Italia e Estero

Uccise la compagna, Corte d' appello di Bolzano conferma l'ergastolo

BOLZANO, 12 GIU - La Corte d'appello di Bolzano ha confermato nella notte l'ergastolo per Omer Cim per l'omicidio pluriaggravato della compagna, Celine Frei Matzohl, avvenuto nell'appartamento di lui, a Silandro, la notte tra il 12 e il 13 agosto 2023, alla vigila del ventunesimo compleanno della ragazza. Poi, Cim tentò la fuga verso l'Austria, ma venne fermato dai carabinieri che spararono alle gomme della macchina che, la mattina del giorno in cui aveva deciso di ucciderla, si era fatto prestare da un amico. "Che mi diano l'ergastolo, se vogliono. Lo accetto. Ma vorrei che nella sentenza venisse scritto quello che è successo davvero. Che non ho premeditato niente, che non ero lucido", è stato uno dei passaggi centrali del racconto fiume fatto dal trentunenne che, alla prima udienza del processo d'appello, ha rilasciato spontanee dichiarazioni alla Corte.

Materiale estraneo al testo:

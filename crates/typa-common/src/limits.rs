//! Centralized limits and thresholds for type-expression resolution.
//!
//! Resolution is recursive over the structure of a type expression and runs
//! inside a multi-pass driver. These limits keep both dimensions bounded.

// =============================================================================
// Recursion Depth Limits
// =============================================================================

/// Maximum nesting depth of a single type expression.
///
/// Each bracketed argument level adds several frames to the resolver's
/// recursion (alias expansion, special forms, arity fixup), a few kilobytes
/// of stack per level in unoptimized builds. The limit keeps the deepest
/// accepted expression well inside a 2 MB thread stack. Past this depth the
/// resolver reports an error and substitutes an error-`Any` instead of
/// recursing further.
///
/// ```python
/// x: List[List[List[List[ ... 100 levels ... ]]]]
/// ```
pub const MAX_TYPE_NESTING_DEPTH: u32 = 100;

/// Maximum depth for recursive alias substitution and instance repair.
///
/// Targets produced by the resolver are bounded by
/// [`MAX_TYPE_NESTING_DEPTH`]; this bounds hand-built inputs. Subtrees below
/// the limit are replaced by an error-`Any` and reported.
pub const MAX_SUBSTITUTION_DEPTH: u32 = 128;

// =============================================================================
// Pass Limits
// =============================================================================

/// Maximum number of semantic-analysis passes before the driver declares the
/// final iteration.
///
/// Forward references that are still placeholders on the final pass are
/// reported as "possible cyclic definition" instead of being deferred again.
pub const MAX_SEMANAL_PASSES: u32 = 20;

// =============================================================================
// Capacity Limits
// =============================================================================

/// Inline capacity of the union flattening buffer.
///
/// Most unions in real annotations have at most a handful of members, so the
/// flattening buffer stays on the stack.
pub const UNION_INLINE_MEMBERS: usize = 8;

In primo grado, il trentunenne è stato condannato all'ergastolo. All'udienza di oggi, l'avvocato generale, Markus Mayr, ha chiesto la conferma della condanna alla pena massima, ribadendo la tesi della premeditazione del delitto. Tesi che invece respinge la difesa, che parla di un "delitto d'impeto" e commesso "in uno stato emotivo alterato", alla luce della patologia psichiatrica di cui soffrirebbe l'imputato. La richiesta alla corte è stata per una "condanna giusta, che faccia in modo che, oltre a essere punito, Cim possa anche essere curato".